impl NodeConfigManifest {
    /// Load configuration from YAML file
    pub fn from_yaml_file(path: impl AsRef<Path>) -> anyhow::Result<Self> {
        let content = std::fs::read_to_string(path)?;
        let config = serde_yaml::from_str(&content)?;
        Ok(config)
    }

    /// Save configuration to YAML file
    pub fn to_yaml_file(&self, path: impl AsRef<Path>) -> anyhow::Result<()> {
        let yaml = serde_yaml::to_string(self)?;
        std::fs::write(path, yaml)?;
        Ok(())
    }

    pub fn from_yaml_str(yaml: &str) -> anyhow::Result<Self> {
        let config = serde_yaml::from_str(yaml)?;
        Ok(config)
    }

    /// Discover configuration file using precedence order
    /// 1. GEARS_CONFIG_PATH environment variable
    /// 2. ./gears-config.yaml (working directory)
    /// 3. ~/.gears/config.yaml (user home)
    /// 4. /etc/gears/config.yaml (system)
    pub fn discover_config() -> Option<PathBuf> {
        if let Ok(path) = std::env::var("GEARS_CONFIG_PATH") {
            let path = PathBuf::from(path);
            if path.exists() {
                return Some(path);
            }
        }

        let cwd = PathBuf::from("./gears-config.yaml");
        if cwd.exists() {
            return Some(cwd);
        }

        if let Some(home) = dirs::home_dir() {
            let user_config = home.join(".gears").join("config.yaml");
            if user_config.exists() {
                return Some(user_config);
            }
        }

        let system_config = PathBuf::from("/etc/gears/config.yaml");
        if system_config.exists() {
            return Some(system_config);
        }

        None
    }

    /// Load configuration with discovery, fallback to default
    pub fn load_or_default(cli_path: Option<PathBuf>) -> anyhow::Result<Self> {
        // Explicit path must load
        if let Some(path) = cli_path {
            tracing::info!("Loading configuration from explicit path: {:?}", path);
            let mut config = Self::from_yaml_file(&path)
                .map_err(|e| anyhow::anyhow!("Failed to load config at {:?}: {}", path, e))?;
            config.apply_env_overrides();
            return Ok(config);
        }

        if let Some(config_path) = Self::discover_config() {
            tracing::info!("Loading configuration from discovered path: {:?}", config_path);
            let mut config = Self::from_yaml_file(config_path)?;
            config.apply_env_overrides();
            Ok(config)
        } else {
            tracing::warn!("No configuration file found in standard locations. Using defaults.");
            let mut config = Self::default();
            config.apply_env_overrides();
            Ok(config)
        }
    }

    /// Apply environment variable overrides to configuration
    pub fn apply_env_overrides(&mut self) {
        if let Ok(val) = std::env::var("GEARS_BASE_PATH") {
            if !val.is_empty() {
                tracing::info!("Environment override: GEARS_BASE_PATH={}", val);
                self.spec.storage.base_path = PathBuf::from(val);
            }
        }

        if let Ok(val) = std::env::var("GEARS_SYSTEMD_USER_MODE") {
            match val.to_lowercase().as_str() {
                "true" | "1" | "yes" | "on" => {
                    tracing::info!("Environment override: GEARS_SYSTEMD_USER_MODE=true");
                    self.spec.systemd.user_mode = true;
                }
                "false" | "0" | "no" | "off" => {
                    tracing::info!("Environment override: GEARS_SYSTEMD_USER_MODE=false");
                    self.spec.systemd.user_mode = false;
                }
                _ => {
                    tracing::warn!(
                        "Invalid value for GEARS_SYSTEMD_USER_MODE: '{}'. \
                         Expected true/false. Ignoring.",
                        val
                    );
                }
            }
        }
    }

    pub fn validate(&self) -> anyhow::Result<()> {
        if self.api_version != API_VERSION {
            anyhow::bail!(
                "Invalid apiVersion: '{}'. Must be '{}'",
                self.api_version,
                API_VERSION
            );
        }

        if self.kind != KIND {
            anyhow::bail!("Invalid kind: '{}'. Must be '{}'", self.kind, KIND);
        }

        if self.metadata.name.is_empty() {
            anyhow::bail!("metadata.name cannot be empty");
        }

        if !self.spec.storage.base_path.is_absolute() {
            anyhow::bail!(
                "spec.storage.base_path must be absolute: {}",
                self.spec.storage.base_path.display()
            );
        }

        let repository = &self.spec.repository;
        if repository.container_runtime.is_empty() {
            anyhow::bail!("spec.repository.container_runtime cannot be empty");
        }
        if repository.container_path.is_empty() {
            anyhow::bail!("spec.repository.container_path cannot be empty");
        }
        if repository.slice.is_empty() {
            anyhow::bail!("spec.repository.slice cannot be empty");
        }

        let jobs = &self.spec.jobs;
        if jobs.wait_timeout_seconds == 0 {
            anyhow::bail!("spec.jobs.wait_timeout_seconds must be greater than zero");
        }
        if jobs.poll_interval_ms == 0 {
            anyhow::bail!("spec.jobs.poll_interval_ms must be greater than zero");
        }
        if jobs.poll_batch_size == 0 {
            anyhow::bail!("spec.jobs.poll_batch_size must be greater than zero");
        }

        if let Some(logging) = self.spec.observability.as_ref().and_then(|o| o.logging.as_ref()) {
            if logging.format != "json" && logging.format != "text" {
                anyhow::bail!(
                    "Invalid log format: '{}'. Expected 'json' or 'text'",
                    logging.format
                );
            }
        }

        Ok(())
    }

    pub fn logging(&self) -> LoggingConfig {
        self.spec
            .observability
            .as_ref()
            .and_then(|o| o.logging.clone())
            .unwrap_or_default()
    }
}

#[cfg(test)]
mod tests {
    use super::*;

    #[test]
    fn test_default_manifest() {
        let manifest = NodeConfigManifest::default();
        assert_eq!(manifest.api_version, "gears/v1");
        assert_eq!(manifest.kind, "NodeConfig");
        assert!(!manifest.metadata.name.is_empty());
        assert_eq!(manifest.spec.storage.base_path, PathBuf::from("/var/lib/gears"));
        assert_eq!(manifest.spec.repository.owner_uid, 1001);
        assert_eq!(manifest.spec.jobs.wait_timeout(), Duration::from_secs(10));
        assert_eq!(manifest.spec.jobs.poll_interval(), Duration::from_secs(1));
        assert_eq!(manifest.spec.jobs.poll_batch_size, 2);
        assert!(manifest.validate().is_ok());
    }

    #[test]
    fn test_partial_yaml_uses_defaults() {
        let yaml = r#"
apiVersion: gears/v1
kind: NodeConfig
metadata:
  name: host-a
spec:
  storage:
    base_path: /srv/gears
  repository:
    owner_uid: 2000
  jobs:
    wait_timeout_seconds: 30
"#;
        let manifest = NodeConfigManifest::from_yaml_str(yaml).unwrap();
        assert_eq!(manifest.metadata.name, "host-a");
        assert_eq!(manifest.spec.storage.base_path, PathBuf::from("/srv/gears"));
        assert_eq!(manifest.spec.repository.owner_uid, 2000);
        assert_eq!(manifest.spec.repository.owner_gid, 1001);
        assert_eq!(manifest.spec.repository.slice, "gear.slice");
        assert_eq!(manifest.spec.jobs.wait_timeout_seconds, 30);
        assert_eq!(manifest.spec.jobs.poll_batch_size, 2);
        assert!(!manifest.spec.systemd.user_mode);
        assert_eq!(manifest.logging().format, "text");
    }

    #[test]
    fn test_container_argv() {
        let repository = RepositoryConfig::default();
        let argv = repository.container_argv(
            Path::new("/var/lib/gears/git/beef"),
            "gears/git-clone",
            "https://example.com/repo.git",
        );
        assert_eq!(
            argv,
            vec![
                "/usr/bin/docker",
                "run",
                "--rm",
                "-a",
                "stderr",
                "-a",
                "stdout",
                "-u",
                "1001",
                "-v",
                "/var/lib/gears/git/beef:/home/git/repo:rw",
                "gears/git-clone",
                "https://example.com/repo.git",
            ]
        );
    }

    #[test]
    fn test_validation() {
        let mut manifest = NodeConfigManifest::default();
        assert!(manifest.validate().is_ok());

        manifest.api_version = "wrong/v1".to_string();
        assert!(manifest.validate().is_err());
        manifest.api_version = API_VERSION.to_string();

        manifest.kind = "WrongKind".to_string();
        assert!(manifest.validate().is_err());
        manifest.kind = KIND.to_string();

        manifest.spec.storage.base_path = PathBuf::from("relative/gears");
        assert!(manifest.validate().is_err());
        manifest.spec.storage.base_path = PathBuf::from("/var/lib/gears");

        manifest.spec.jobs.poll_batch_size = 0;
        assert!(manifest.validate().is_err());
        manifest.spec.jobs.poll_batch_size = 2;

        manifest.spec.observability = Some(ObservabilityConfig {
            logging: Some(LoggingConfig {
                level: "debug".to_string(),
                format: "xml".to_string(),
            }),
        });
        assert!(manifest.validate().is_err());
    }
}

+-------+

Review the material and copy each line in which the word "home" appears.

    /// 3. ~/.gears/config.yaml (user home)
        if let Some(home) = dirs::home_dir() {
            let user_config = home.join(".gears").join("config.yaml");
                "/var/lib/gears/git/beef:/home/git/repo:rw",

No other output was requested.